> **INPUT DATA**:
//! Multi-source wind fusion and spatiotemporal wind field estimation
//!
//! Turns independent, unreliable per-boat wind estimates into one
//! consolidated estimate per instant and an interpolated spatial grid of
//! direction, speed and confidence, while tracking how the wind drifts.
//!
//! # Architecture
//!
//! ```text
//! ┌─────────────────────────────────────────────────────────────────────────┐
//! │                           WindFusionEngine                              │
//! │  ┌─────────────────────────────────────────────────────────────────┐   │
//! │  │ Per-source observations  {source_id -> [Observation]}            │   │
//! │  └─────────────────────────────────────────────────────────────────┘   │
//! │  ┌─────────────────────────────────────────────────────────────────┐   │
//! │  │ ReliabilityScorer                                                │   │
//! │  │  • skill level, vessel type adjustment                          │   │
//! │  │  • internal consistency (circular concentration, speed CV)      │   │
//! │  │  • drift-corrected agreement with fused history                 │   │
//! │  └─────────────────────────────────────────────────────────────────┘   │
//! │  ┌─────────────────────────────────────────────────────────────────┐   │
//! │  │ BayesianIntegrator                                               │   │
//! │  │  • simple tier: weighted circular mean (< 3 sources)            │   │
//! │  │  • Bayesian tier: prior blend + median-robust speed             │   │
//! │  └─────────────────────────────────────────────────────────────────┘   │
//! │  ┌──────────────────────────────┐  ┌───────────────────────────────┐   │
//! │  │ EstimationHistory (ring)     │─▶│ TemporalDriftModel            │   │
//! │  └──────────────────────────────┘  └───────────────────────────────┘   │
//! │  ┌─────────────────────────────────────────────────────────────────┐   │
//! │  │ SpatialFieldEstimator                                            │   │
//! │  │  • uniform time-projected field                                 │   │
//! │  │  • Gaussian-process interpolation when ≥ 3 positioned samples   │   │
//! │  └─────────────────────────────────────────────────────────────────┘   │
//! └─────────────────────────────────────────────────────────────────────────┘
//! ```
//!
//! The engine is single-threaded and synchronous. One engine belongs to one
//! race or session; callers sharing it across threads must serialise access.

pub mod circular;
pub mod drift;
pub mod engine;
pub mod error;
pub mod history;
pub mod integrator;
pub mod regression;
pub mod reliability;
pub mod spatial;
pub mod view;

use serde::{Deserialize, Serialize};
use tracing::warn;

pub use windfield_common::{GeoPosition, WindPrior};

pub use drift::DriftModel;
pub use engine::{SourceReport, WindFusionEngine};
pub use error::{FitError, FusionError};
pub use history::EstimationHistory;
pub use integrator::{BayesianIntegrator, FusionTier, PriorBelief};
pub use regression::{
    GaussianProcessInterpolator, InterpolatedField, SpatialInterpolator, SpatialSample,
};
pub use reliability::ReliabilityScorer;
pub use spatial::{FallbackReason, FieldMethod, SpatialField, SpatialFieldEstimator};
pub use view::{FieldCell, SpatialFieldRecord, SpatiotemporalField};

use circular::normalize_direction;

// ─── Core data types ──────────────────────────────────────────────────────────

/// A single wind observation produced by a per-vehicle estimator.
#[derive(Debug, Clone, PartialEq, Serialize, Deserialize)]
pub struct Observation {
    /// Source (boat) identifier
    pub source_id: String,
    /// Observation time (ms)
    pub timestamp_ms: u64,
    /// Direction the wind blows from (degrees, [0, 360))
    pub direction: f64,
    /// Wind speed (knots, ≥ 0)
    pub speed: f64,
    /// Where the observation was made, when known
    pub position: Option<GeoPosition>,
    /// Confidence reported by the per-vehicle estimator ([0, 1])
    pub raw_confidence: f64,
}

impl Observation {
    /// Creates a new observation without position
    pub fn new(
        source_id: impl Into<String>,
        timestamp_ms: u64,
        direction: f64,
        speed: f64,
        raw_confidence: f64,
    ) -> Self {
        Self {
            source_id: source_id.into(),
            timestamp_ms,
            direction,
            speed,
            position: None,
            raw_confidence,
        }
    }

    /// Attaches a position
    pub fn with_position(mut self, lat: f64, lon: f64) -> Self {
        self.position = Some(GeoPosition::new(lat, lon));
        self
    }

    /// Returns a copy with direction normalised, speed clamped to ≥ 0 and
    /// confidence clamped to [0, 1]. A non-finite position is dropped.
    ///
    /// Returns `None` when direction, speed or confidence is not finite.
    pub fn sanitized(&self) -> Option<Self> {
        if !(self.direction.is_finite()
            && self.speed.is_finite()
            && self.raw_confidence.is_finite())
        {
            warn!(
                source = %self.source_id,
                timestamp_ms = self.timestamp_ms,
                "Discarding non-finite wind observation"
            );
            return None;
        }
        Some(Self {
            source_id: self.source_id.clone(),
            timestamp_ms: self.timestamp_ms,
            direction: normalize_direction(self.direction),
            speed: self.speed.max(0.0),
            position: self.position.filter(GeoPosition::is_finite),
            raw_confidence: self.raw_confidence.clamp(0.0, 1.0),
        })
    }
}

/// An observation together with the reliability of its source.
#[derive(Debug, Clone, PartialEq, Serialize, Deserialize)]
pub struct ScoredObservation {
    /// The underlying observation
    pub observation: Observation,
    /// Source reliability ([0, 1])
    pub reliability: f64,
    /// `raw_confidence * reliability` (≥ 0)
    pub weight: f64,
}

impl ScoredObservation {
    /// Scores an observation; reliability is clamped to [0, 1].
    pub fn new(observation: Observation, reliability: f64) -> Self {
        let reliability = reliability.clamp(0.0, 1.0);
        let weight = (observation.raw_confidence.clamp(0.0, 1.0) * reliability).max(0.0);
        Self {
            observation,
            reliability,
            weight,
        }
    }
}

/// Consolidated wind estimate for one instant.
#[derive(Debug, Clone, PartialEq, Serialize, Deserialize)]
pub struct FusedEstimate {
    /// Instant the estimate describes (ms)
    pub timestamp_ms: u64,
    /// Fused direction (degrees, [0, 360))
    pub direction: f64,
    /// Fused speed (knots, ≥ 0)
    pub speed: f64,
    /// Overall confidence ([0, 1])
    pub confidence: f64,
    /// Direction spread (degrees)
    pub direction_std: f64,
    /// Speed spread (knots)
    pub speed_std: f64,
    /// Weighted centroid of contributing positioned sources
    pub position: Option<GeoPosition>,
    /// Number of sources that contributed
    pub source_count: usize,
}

> **TRY IT**:
Retype the whole listing exactly.

> **ANSWER BOX**:
//! Multi-source wind fusion and spatiotemporal wind field estimation
//!
//! Turns independent, unreliable per-boat wind estimates into one
//! consolidated estimate per instant and an interpolated spatial grid of
//! direction, speed and confidence, while tracking how the wind drifts.
//!
//! # Architecture
//!
//! ```text
//! ┌─────────────────────────────────────────────────────────────────────────┐
//! │                           WindFusionEngine                              │
//! │  ┌─────────────────────────────────────────────────────────────────┐   │
//! │  │ Per-source observations  {source_id -> [Observation]}            │   │
//! │  └─────────────────────────────────────────────────────────────────┘   │
//! │  ┌─────────────────────────────────────────────────────────────────┐   │
//! │  │ ReliabilityScorer                                                │   │
//! │  │  • skill level, vessel type adjustment                          │   │
//! │  │  • internal consistency (circular concentration, speed CV)      │   │
//! │  │  • drift-corrected agreement with fused history                 │   │
//! │  └─────────────────────────────────────────────────────────────────┘   │
//! │  ┌─────────────────────────────────────────────────────────────────┐   │
//! │  │ BayesianIntegrator                                               │   │
//! │  │  • simple tier: weighted circular mean (< 3 sources)            │   │
//! │  │  • Bayesian tier: prior blend + median-robust speed             │   │
//! │  └─────────────────────────────────────────────────────────────────┘   │
//! │  ┌──────────────────────────────┐  ┌───────────────────────────────┐   │
//! │  │ EstimationHistory (ring)     │─▶│ TemporalDriftModel            │   │
//! │  └──────────────────────────────┘  └───────────────────────────────┘   │
//! │  ┌─────────────────────────────────────────────────────────────────┐   │
//! │  │ SpatialFieldEstimator                                            │   │
//! │  │  • uniform time-projected field                                 │   │
//! │  │  • Gaussian-process interpolation when ≥ 3 positioned samples   │   │
//! │  └─────────────────────────────────────────────────────────────────┘   │
//! └─────────────────────────────────────────────────────────────────────────┘
//! ```
//!
//! The engine is single-threaded and synchronous. One engine belongs to one
//! race or session; callers sharing it across threads must serialise access.

pub mod circular;
pub mod drift;
pub mod engine;
pub mod error;
pub mod history;
pub mod integrator;
pub mod regression;
pub mod reliability;
pub mod spatial;
pub mod view;

use serde::{Deserialize, Serialize};
use tracing::warn;

pub use windfield_common::{GeoPosition, WindPrior};

pub use drift::DriftModel;
pub use engine::{SourceReport, WindFusionEngine};
pub use error::{FitError, FusionError};
pub use history::EstimationHistory;
pub use integrator::{BayesianIntegrator, FusionTier, PriorBelief};
pub use regression::{
    GaussianProcessInterpolator, InterpolatedField, SpatialInterpolator, SpatialSample,
};
pub use reliability::ReliabilityScorer;
pub use spatial::{FallbackReason, FieldMethod, SpatialField, SpatialFieldEstimator};
pub use view::{FieldCell, SpatialFieldRecord, SpatiotemporalField};

use circular::normalize_direction;

// ─── Core data types ──────────────────────────────────────────────────────────

/// A single wind observation produced by a per-vehicle estimator.
#[derive(Debug, Clone, PartialEq, Serialize, Deserialize)]
pub struct Observation {
    /// Source (boat) identifier
    pub source_id: String,
    /// Observation time (ms)
    pub timestamp_ms: u64,
    /// Direction the wind blows from (degrees, [0, 360))
    pub direction: f64,
    /// Wind speed (knots, ≥ 0)
    pub speed: f64,
    /// Where the observation was made, when known
    pub position: Option<GeoPosition>,
    /// Confidence reported by the per-vehicle estimator ([0, 1])
    pub raw_confidence: f64,
}

impl Observation {
    /// Creates a new observation without position
    pub fn new(
        source_id: impl Into<String>,
        timestamp_ms: u64,
        direction: f64,
        speed: f64,
        raw_confidence: f64,
    ) -> Self {
        Self {
            source_id: source_id.into(),
            timestamp_ms,
            direction,
            speed,
            position: None,
            raw_confidence,
        }
    }

    /// Attaches a position
    pub fn with_position(mut self, lat: f64, lon: f64) -> Self {
        self.position = Some(GeoPosition::new(lat, lon));
        self
    }

    /// Returns a copy with direction normalised, speed clamped to ≥ 0 and
    /// confidence clamped to [0, 1]. A non-finite position is dropped.
    ///
    /// Returns `None` when direction, speed or confidence is not finite.
    pub fn sanitized(&self) -> Option<Self> {
        if !(self.direction.is_finite()
            && self.speed.is_finite()
            && self.raw_confidence.is_finite())
        {
            warn!(
                source = %self.source_id,
                timestamp_ms = self.timestamp_ms,
                "Discarding non-finite wind observation"
            );
            return None;
        }
        Some(Self {
            source_id: self.source_id.clone(),
            timestamp_ms: self.timestamp_ms,
            direction: normalize_direction(self.direction),
            speed: self.speed.max(0.0),
            position: self.position.filter(GeoPosition::is_finite),
            raw_confidence: self.raw_confidence.clamp(0.0, 1.0),
        })
    }
}

/// An observation together with the reliability of its source.
#[derive(Debug, Clone, PartialEq, Serialize, Deserialize)]
pub struct ScoredObservation {
    /// The underlying observation
    pub observation: Observation,
    /// Source reliability ([0, 1])
    pub reliability: f64,
    /// `raw_confidence * reliability` (≥ 0)
    pub weight: f64,
}

impl ScoredObservation {
    /// Scores an observation; reliability is clamped to [0, 1].
    pub fn new(observation: Observation, reliability: f64) -> Self {
        let reliability = reliability.clamp(0.0, 1.0);
        let weight = (observation.raw_confidence.clamp(0.0, 1.0) * reliability).max(0.0);
        Self {
            observation,
            reliability,
            weight,
        }
    }
}

/// Consolidated wind estimate for one instant.
#[derive(Debug, Clone, PartialEq, Serialize, Deserialize)]
pub struct FusedEstimate {
    /// Instant the estimate describes (ms)
    pub timestamp_ms: u64,
    /// Fused direction (degrees, [0, 360))
    pub direction: f64,
    /// Fused speed (knots, ≥ 0)
    pub speed: f64,
    /// Overall confidence ([0, 1])
    pub confidence: f64,
    /// Direction spread (degrees)
    pub direction_std: f64,
    /// Speed spread (knots)
    pub speed_std: f64,
    /// Weighted centroid of contributing positioned sources
    pub position: Option<GeoPosition>,
    /// Number of sources that contributed
    pub source_count: usize,
}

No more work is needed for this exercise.